Enterotomy risk in abdominal wall repair: a prospective study.
ABSTRACT To establish the incidence and predictive factors of enterotomy made during adhesiolysis in abdominal wall repair and to assess the impact of enterotomies and long-lasting adhesiolysis on postoperative morbidity such as sepsis, wound infection, abdominal complications and pneumonia, and socioeconomic costs.
Adhesions frequently complicate surgical repair of abdominal wall hernia. Enterotomies made during adhesiolysis specifically have a large impact on morbidity of patients, especially surgical site infections. Little is known on the incidence and burden of enterotomies and long-lasting adhesiolysis in abdominal wall repair.
Between June 2008 and June 2010 demographics, disease characteristics and perioperative data of all patients undergoing elective abdominal wall repair were included in a prospective cohort study that was focused on adhesiolysis-related problems. A trained researcher observed all surgeries and collected data on adhesion location, tenacity, adhesiolysis time, and inadvertent organ damage such as enterotomies. Primary outcome was the incidence of enterotomy, and predictive factors for enterotomy were assessed through univariate and multivariate analyses. In addition, we evaluated the impact of adhesiolysis and enterotomy on morbidity.

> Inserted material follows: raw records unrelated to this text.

//! The two-pass machine-code emitter.
//!
//! Pass A walks the IR in block order, asking [`crate::regalloc::RegisterAllocator`]
//! for a host register per operand and emitting the corresponding host instructions
//! plus any load/spill work the allocator hands back. Exit instructions (`JmpJit`,
//! `JumpToStackWithOffsetAndDecrement`) are recorded as markers rather than emitted
//! directly, because their epilogue depends on the clobber set and spill-area size —
//! both of which are only fully known once Pass A has finished. Pass B expands those
//! markers (and prepends the prologue) once the final frame shape is known, then hands
//! the flat instruction list to `iced_x86::BlockEncoder` for relocation and encoding.
//!
//! Register identity inside this module is a small index (`0..POOL.len()`) into
//! [`HOST_POOL`], not a raw `iced_x86::Register` — the allocator only ever juggles
//! opaque `u32`s, and the table here is the one place that maps an index
//! back to the 8/16/32/64-bit views of the underlying physical register.

pub mod division;
pub mod stack;

use std::collections::HashMap;

use iced_x86::{BlockEncoder, BlockEncoderOptions, Code, Instruction, InstructionBlock, MemoryOperand, Register};

use crate::block::Block;
use crate::core_state::CoreState;
use crate::error::{CompileError, SimpleResult};
use crate::ir::{FlagTag, IrInstr, IrOpcode, IrProgram, IrReg, RegisterPointer};
use crate::regalloc::{AllocationResult, Eviction, RegisterAllocator, RequiredAction};
use crate::runtime;

/// Per-host-register 8/16/32/64-bit aliases, indexed by pool position.
#[derive(Debug, Clone, Copy)]
struct RegisterAliases {
    r8: Register,
    r16: Register,
    r32: Register,
    r64: Register,
}

/// Host general-purpose registers the allocator may hand out. Excludes `RSP` (the
/// host stack pointer), `R15` (reserved for the core-state base pointer), `R11`
/// (the emitter's primary scratch register), and `R10` (the emitter's secondary
/// scratch register, needed wherever two independent values must be combined into one
/// display/memory address — e.g. `dy * 64 + dx` — since neither operand of an `add`
/// can come from the allocator's own pool without risking a collision with whatever
/// virtual register already lives there).
const HOST_POOL: [RegisterAliases; 12] = [
    RegisterAliases { r8: Register::AL, r16: Register::AX, r32: Register::EAX, r64: Register::RAX },
    RegisterAliases { r8: Register::BL, r16: Register::BX, r32: Register::EBX, r64: Register::RBX },
    RegisterAliases { r8: Register::CL, r16: Register::CX, r32: Register::ECX, r64: Register::RCX },
    RegisterAliases { r8: Register::DL, r16: Register::DX, r32: Register::EDX, r64: Register::RDX },
    RegisterAliases { r8: Register::SIL, r16: Register::SI, r32: Register::ESI, r64: Register::RSI },
    RegisterAliases { r8: Register::DIL, r16: Register::DI, r32: Register::EDI, r64: Register::RDI },
    RegisterAliases { r8: Register::BPL, r16: Register::BP, r32: Register::EBP, r64: Register::RBP },
    RegisterAliases { r8: Register::R8L, r16: Register::R8W, r32: Register::R8D, r64: Register::R8 },
    RegisterAliases { r8: Register::R9L, r16: Register::R9W, r32: Register::R9D, r64: Register::R9 },
    RegisterAliases { r8: Register::R12L, r16: Register::R12W, r32: Register::R12D, r64: Register::R12 },
    RegisterAliases { r8: Register::R13L, r16: Register::R13W, r32: Register::R13D, r64: Register::R13 },
    RegisterAliases { r8: Register::R14L, r16: Register::R14W, r32: Register::R14D, r64: Register::R14 },
];

/// Pool indices whose use requires a prologue save / epilogue restore (callee-saved
/// under the SysV AMD64 ABI, same convention the allocator's `clobber_aware` set
/// tracks.
const CLOBBER_AWARE_INDICES: [u32; 5] = [1, 6, 9, 10, 11]; // RBX, RBP, R12, R13, R14

/// The reserved core-state base pointer, loaded from the block's single argument
/// (`rdi`) at entry and live for the whole block.
const CORE_BASE_REG: Register = Register::R15;

/// The emitter's private scratch register for multi-instruction sequences (runtime
/// calls, address computation). Never handed to the allocator. Used at its 64-bit
/// width for calls, immediate loads, and as a `MemoryOperand` index (it must match
/// `CORE_BASE_REG`'s width there); `SCRATCH_REG32` is the same physical register at
/// 32-bit width for the arithmetic that builds those indices — iced-x86 validates
/// operand register width against each `Code`'s operand kind, so the two must not be
/// used interchangeably.
const SCRATCH_REG: Register = Register::R11;
const SCRATCH_REG32: Register = Register::R11D;

/// A second private scratch register, same discipline as `SCRATCH_REG`/`SCRATCH_REG32`
/// but never combined with it in the same instruction — needed when a computation must
/// hold two independent intermediate values at once (see `HOST_POOL`'s doc comment).
const SCRATCH_REG2_32: Register = Register::R10D;
/// `SCRATCH_REG2_32`'s 8-bit view, for byte-wide loads (e.g. a display byte) that must
/// not alias a pool register the allocator could still consider live.
const SCRATCH_REG2_8: Register = Register::R10L;

fn host_reg(pool_index: u32) -> RegisterAliases {
    HOST_POOL[pool_index as usize]
}

/// An instruction the emitter has not yet turned into bytes: either a real host
/// instruction, or a marker expanded during Pass B once the frame shape is final.
enum EmitOp {
    Real(Instruction),
    /// A branch whose destination is a block index rather than a resolved address;
    /// Pass B patches in the real near-branch target once every block's final
    /// position is known.
    Branch(Instruction, usize),
    /// A `JmpJit`/`JumpToStackWithOffsetAndDecrement` exit: writeback + epilogue +
    /// return, expanded in Pass B with `return_pc` loaded into the return register.
    Exit { return_pc: ReturnPc },
}

/// Where Pass B should load the returned guest PC from at a given exit point.
#[derive(Clone, Copy)]
enum ReturnPc {
    Immediate(u16),
    /// The value currently held in this physical register (read before any epilogue
    /// pops run, so it must be a register the epilogue does not itself restore from).
    Register(Register),
}

/// A block of compiled host code, ready to run.
pub struct CompiledBlock {
    pub code: Vec<u8>,
    pub start_pc: u16,
}

impl CompiledBlock {
    /// Cast the compiled bytes to the native block ABI: a function taking the
    /// core-state pointer and returning the next guest PC.
    ///
    /// # Safety
    /// `self.code` must live in executable memory and `self` must outlive every call
    /// made through the returned pointer.
    pub unsafe fn entry_point(&self) -> unsafe extern "C" fn(*mut CoreState) -> u16 {
        std::mem::transmute::<*const u8, unsafe extern "C" fn(*mut CoreState) -> u16>(self.code.as_ptr())
    }
}

/// Tunables for compiled-code generation.
#[derive(Debug, Clone)]
pub struct JitOptions {
    /// Emit a `test rsp, 0xf` / `int3` guard before every `ret`.
    pub debug_stack_asserts: bool,
    /// Initial capacity hint for the spill-area bump allocator, in bytes.
    pub spill_area_hint: u32,
    /// Shrink the host register pool the allocator may hand out to its first `n`
    /// entries of [`HOST_POOL`] (in declaration order). `None` uses the full pool.
    /// Lowering this trades spill pressure for a smaller, more deterministic set of
    /// callee-saved registers a compiled block can touch; mainly useful for forcing
    /// eviction/spill paths in tests without needing sixteen live guest registers at
    /// once.
    pub host_register_limit: Option<usize>,
}

impl Default for JitOptions {
    fn default() -> Self {
        Self {
            debug_stack_asserts: true,
            spill_area_hint: 64,
            host_register_limit: None,
        }
    }
}

/// Emitter state, scoped to one compilation.
pub struct Emitter<'a> {
    program: &'a IrProgram,
    alloc: RegisterAllocator,
    options: &'a JitOptions,
    ops: Vec<EmitOp>,
    block_first_pos: HashMap<usize, usize>,
}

A cohort of 133 abdominal wall repairs was analyzed. Adhesiolysis was required in 124 (93.2%), with a mean adhesiolysis time of 35.7 ± 29.8 minutes. Thirty-three enterotomies were made in 17 patients (12.8%). Two patients had a delayed diagnosed bowel perforation. Adhesiolysis time, hernia size greater than 10 cm, and fistula were significant predictive factors in univariate analysis. In multivariate analysis, only adhesiolysis time was a significant and independent predictive factor for enterotomy (P = 0.004). Trends toward an increased risk were seen for patients with mesh in situ and hernia size greater than 10 cm. Patients with enterotomy had significantly more urgent reoperations (P = 0.029), and they more often required parenteral feeding (P = 0.037). Moreover, patients with extensive adhesiolysis (adhesiolysis time, >30 minutes) more often suffered from wound infection (9/63 vs 2/70; P = 0.025), abdominal complications (5/63 vs 0/70; P = 0.022), and sepsis (4/63 vs 0/70; P = 0.048).
One in 8 patients undergoing abdominal wall repair suffer inadvertent enterotomy following adhesiolysis. Adhesiolysis time predicts enterotomy. Morbidity in patients with extensive adhesiolysis and adhesiolysis complicated by enterotomy is high, inducing longer hospital stay and increased health care utilization.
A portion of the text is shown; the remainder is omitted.